One of the critical aspects of this technology development is the cleaning process. Processes are supposed to clean off
contamination and particles down to a defect size of about 40nm and at the same time prevent damage to assist features
in the same size range. Due to obvious trade offs between cleaning power and Feature Damage Probability (FPD), this
task becomes tricky. Improvement of cleaning processes by raising the power of megasonic (MS) cleaning, or adjusting
the speed and size of droplets for spray cleaning occurs at the expense of increased feature damage. Prolongation of
physical cleaning steps does not necessarily leads to improvement of the cleaning as shown previously. Susceptibility
to feature damage occurs predicatively according to dimension and orientation.
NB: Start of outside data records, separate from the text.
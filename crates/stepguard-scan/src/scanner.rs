//! Step definition file scanner
//!
//! Walks the configured globs under a root and extracts every
//! `Given(...)`, `When(...)` and `Then(...)` registration whose first
//! argument is a string, template or regex literal.

use async_trait::async_trait;
use regex::{Captures, Regex};
use std::collections::BTreeSet;
use std::path::{Path, PathBuf};
use std::sync::OnceLock;
use stepguard_core::{
    OccurrenceRecord, RegistryConfig, Result, ScanConfig, StepGuardError, StepKeyword,
    GENERAL_DOMAIN,
};
use stepguard_registry::DomainClassifier;
use tracing::{debug, info, instrument, warn};

use crate::source::CorpusSource;

fn step_regex() -> &'static Regex {
    static STEP: OnceLock<Regex> = OnceLock::new();
    STEP.get_or_init(|| {
        Regex::new(
            r#"\b(Given|When|Then)\s*\(\s*(?:'((?:[^'\\\n]|\\.)*)'|"((?:[^"\\\n]|\\.)*)"|`((?:[^`\\]|\\.)*)`|/((?:[^/\\\n]|\\.)+)/[a-z]*)"#,
        )
        .expect("step definition regex is valid")
    })
}

/// Scans step definition files into occurrence records
#[derive(Debug, Clone)]
pub struct StepFileScanner {
    root: PathBuf,
    scan: ScanConfig,
    classifier: DomainClassifier,
}

impl StepFileScanner {
    pub fn new(root: impl Into<PathBuf>, scan: ScanConfig, classifier: DomainClassifier) -> Self {
        Self {
            root: root.into(),
            scan,
            classifier,
        }
    }

    pub fn from_config(root: impl Into<PathBuf>, config: &RegistryConfig) -> Self {
        Self::new(
            root,
            config.scan.clone(),
            DomainClassifier::from_config(config),
        )
    }

    /// Files matching any step glob, sorted and de-duplicated
    pub fn discover(&self) -> Result<Vec<PathBuf>> {
        let escaped_root = glob::Pattern::escape(&self.root.to_string_lossy());
        let mut files = BTreeSet::new();

        for pattern in &self.scan.step_globs {
            let full = format!("{}/{}", escaped_root, pattern);
            let paths = glob::glob(&full)
                .map_err(|e| StepGuardError::InvalidGlob(format!("{}: {}", pattern, e)))?;

            for entry in paths {
                match entry {
                    Ok(path) if path.is_file() && !self.is_excluded(&path) => {
                        files.insert(path);
                    }
                    Ok(_) => {}
                    Err(e) => warn!("Skipping unreadable path: {}", e),
                }
            }
        }

        debug!("Discovered {} step definition files", files.len());
        Ok(files.into_iter().collect())
    }

    fn is_excluded(&self, path: &Path) -> bool {
        let relative = self.relative(path);
        self.scan
            .exclude
            .iter()
            .any(|fragment| !fragment.is_empty() && relative.contains(fragment.as_str()))
    }

    /// Path relative to the root with `/` separators
    fn relative(&self, path: &Path) -> String {
        path.strip_prefix(&self.root)
            .unwrap_or(path)
            .to_string_lossy()
            .replace('\\', "/")
    }
}

#[async_trait]
impl CorpusSource for StepFileScanner {
    #[instrument(skip(self), fields(root = %self.root.display()))]
    async fn load(&self) -> Result<Vec<OccurrenceRecord>> {
        if !self.root.exists() {
            return Err(StepGuardError::Scan(format!(
                "Scan root does not exist: {:?}",
                self.root
            )));
        }

        // Glob expansion stats every candidate path
        let scanner = self.clone();
        let files = tokio::task::spawn_blocking(move || scanner.discover())
            .await
            .map_err(|e| StepGuardError::Scan(format!("File discovery failed: {}", e)))??;
        let mut records = Vec::new();

        // Sequential on purpose: record order must follow path order
        for path in &files {
            match tokio::fs::read_to_string(path).await {
                Ok(content) => {
                    let found = extract_steps(&self.relative(path), &content, &self.classifier);
                    debug!("{} step definitions in {:?}", found.len(), path);
                    records.extend(found);
                }
                Err(e) => {
                    warn!("Failed to read {:?}: {}", path, e);
                }
            }
        }

        info!(
            "Scanned {} files, found {} step definitions",
            files.len(),
            records.len()
        );
        Ok(records)
    }

    fn describe(&self) -> String {
        format!("scan:{}", self.root.display())
    }
}

/// Extract step registrations from one file's content
///
/// `source_path` becomes the `path:line` source id and is the first input to
/// domain classification; the pattern text is used when the path is neutral.
pub fn extract_steps(
    source_path: &str,
    content: &str,
    classifier: &DomainClassifier,
) -> Vec<OccurrenceRecord> {
    let path_domain = classifier.classify(source_path);

    step_regex()
        .captures_iter(content)
        .filter_map(|caps| {
            let keyword: StepKeyword = caps.get(1)?.as_str().parse().ok()?;
            let pattern = literal_text(&caps)?;
            let start = caps.get(0)?.start();
            let line = content[..start].matches('\n').count() + 1;

            let domain = if path_domain == GENERAL_DOMAIN {
                classifier.classify(&pattern)
            } else {
                path_domain
            };

            Some(
                OccurrenceRecord::new(format!("{}:{}", source_path, line))
                    .with_pattern(pattern)
                    .with_keyword(keyword)
                    .with_domain(domain),
            )
        })
        .collect()
}

fn literal_text(caps: &Captures<'_>) -> Option<String> {
    if let Some(m) = caps.get(2) {
        return Some(m.as_str().replace("\\'", "'"));
    }
    if let Some(m) = caps.get(3) {
        return Some(m.as_str().replace("\\\"", "\""));
    }
    if let Some(m) = caps.get(4) {
        return Some(m.as_str().replace("\\`", "`"));
    }
    caps.get(5).map(|m| {
        let body = m.as_str();
        let body = body.strip_prefix('^').unwrap_or(body);
        let body = body.strip_suffix('$').unwrap_or(body);
        body.to_string()
    })
}

#[cfg(test)]
mod tests {
    use super::*;
    use tempfile::tempdir;

    const BILLING_STEPS: &str = r#"import { Given, When, Then } from '@cucumber/cucumber';

Given('Alex is on the {string} page', async function (name) {});

When("Alex clicks the billing Get Started button", async function () {});

Then(`the plan summary is displayed`, async function () {});

When(/^Alex enters (\d+) seats$/, async function (n) {});
"#;

    #[test]
    fn test_extracts_every_literal_form() {
        let classifier = DomainClassifier::default();
        let records = extract_steps("features/billing/billing.steps.ts", BILLING_STEPS, &classifier);

        assert_eq!(records.len(), 4);
        assert_eq!(records[0].raw_pattern.as_deref(), Some("Alex is on the {string} page"));
        assert_eq!(records[0].keyword, Some(StepKeyword::Given));
        assert_eq!(records[0].source_id, "features/billing/billing.steps.ts:3");
        assert_eq!(records[1].keyword, Some(StepKeyword::When));
        assert_eq!(records[2].raw_pattern.as_deref(), Some("the plan summary is displayed"));
        assert_eq!(records[2].keyword, Some(StepKeyword::Then));
        assert_eq!(records[3].raw_pattern.as_deref(), Some(r"Alex enters (\d+) seats"));
        assert!(records.iter().all(|r| r.domain.as_deref() == Some("billing")));
    }

    #[test]
    fn test_unescapes_quotes() {
        let classifier = DomainClassifier::default();
        let records = extract_steps(
            "common.steps.js",
            r#"Then('Alex\'s payroll is ready', fn); Given("say \"hi\"", fn);"#,
            &classifier,
        );
        assert_eq!(records[0].raw_pattern.as_deref(), Some("Alex's payroll is ready"));
        // Neutral path falls back to the pattern text
        assert_eq!(records[0].domain.as_deref(), Some("payroll"));
        assert_eq!(records[1].raw_pattern.as_deref(), Some("say \"hi\""));
        assert_eq!(records[1].domain.as_deref(), Some(GENERAL_DOMAIN));
    }

    #[test]
    fn test_ignores_non_registrations() {
        let classifier = DomainClassifier::default();
        let records = extract_steps(
            "x.steps.ts",
            "import { Given } from 'x';\nconst Whenever = 1;\nGiven(someVariable, fn);\n",
            &classifier,
        );
        assert!(records.is_empty());
    }

    #[tokio::test]
    async fn test_scan_directory_tree() {
        let dir = tempdir().unwrap();
        let root = dir.path();

        std::fs::create_dir_all(root.join("features/billing")).unwrap();
        std::fs::create_dir_all(root.join("features/step_definitions")).unwrap();
        std::fs::create_dir_all(root.join("node_modules/pkg")).unwrap();

        std::fs::write(root.join("features/billing/billing.steps.ts"), BILLING_STEPS).unwrap();
        std::fs::write(
            root.join("features/step_definitions/people.js"),
            "Given('an employee named {string} exists', fn);\n",
        )
        .unwrap();
        std::fs::write(
            root.join("node_modules/pkg/vendor.steps.ts"),
            "Given('vendored step', fn);\n",
        )
        .unwrap();
        std::fs::write(root.join("features/readme.md"), "Given('not code', fn)").unwrap();

        let scanner = StepFileScanner::from_config(root, &RegistryConfig::default());
        let files = scanner.discover().unwrap();
        assert_eq!(files.len(), 2);

        let records = scanner.load().await.unwrap();
        assert_eq!(records.len(), 5);
        assert_eq!(records[0].source_id, "features/billing/billing.steps.ts:3");
        assert_eq!(records[4].source_id, "features/step_definitions/people.js:1");
        assert_eq!(records[4].domain.as_deref(), Some("people"));
        assert!(!records
            .iter()
            .any(|r| r.raw_pattern.as_deref() == Some("vendored step")));
    }

    #[tokio::test]
    async fn test_missing_root_is_an_error() {
        let scanner = StepFileScanner::from_config(
            "/nonexistent/stepguard/root",
            &RegistryConfig::default(),
        );
        let err = scanner.load().await.unwrap_err();
        assert!(matches!(err, StepGuardError::Scan(_)));
    }

    #[tokio::test(flavor = "current_thread")]
    async fn test_load_reports_invalid_glob() {
        let dir = tempdir().unwrap();
        let scan = ScanConfig {
            step_globs: vec!["[".to_string()],
            exclude: Vec::new(),
        };
        let scanner = StepFileScanner::new(dir.path(), scan, DomainClassifier::default());
        assert!(matches!(
            scanner.load().await,
            Err(StepGuardError::InvalidGlob(_))
        ));
    }

    #[tokio::test(flavor = "current_thread")]
    async fn test_load_on_current_thread_runtime() {
        let dir = tempdir().unwrap();
        std::fs::create_dir_all(dir.path().join("features/payroll")).unwrap();
        std::fs::write(
            dir.path().join("features/payroll/run.steps.ts"),
            "When('Alex starts a pay run', fn);\n",
        )
        .unwrap();

        let scanner = StepFileScanner::from_config(dir.path(), &RegistryConfig::default());
        let records = scanner.load().await.unwrap();
        assert_eq!(records.len(), 1);
        assert_eq!(records[0].domain.as_deref(), Some("payroll"));
    }

    #[test]
    fn test_invalid_glob() {
        let dir = tempdir().unwrap();
        let scan = ScanConfig {
            step_globs: vec!["[".to_string()],
            exclude: Vec::new(),
        };
        let scanner = StepFileScanner::new(dir.path(), scan, DomainClassifier::default());
        assert!(matches!(
            scanner.discover(),
            Err(StepGuardError::InvalidGlob(_))
        ));
    }
}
This allows us to extrapolate a Feature
Damage Limit (FDL) which approximates the smallest feature size for which a process has an acceptable probability of
success.
In a practical sense, the most advantageous approach seems to be to adjust the cleaning power to the maximum allowed
by the FDP and then optimize to the lowest process time necessary to reach expected cleaning efficiency.
Since there are several alternative physical cleaning principles, we have to pick the best one for a given application.
At this point we have to raise the question of how to compare the cleaning efficiency of processes. The goal of this
work is to provide a method for evaluation and comparison of cleaning efficiency between physical cleaning processes
and demonstrate the method on an example. We will focus on comparing two physical cleaning processes 1MHz
megasonic and binary spray process.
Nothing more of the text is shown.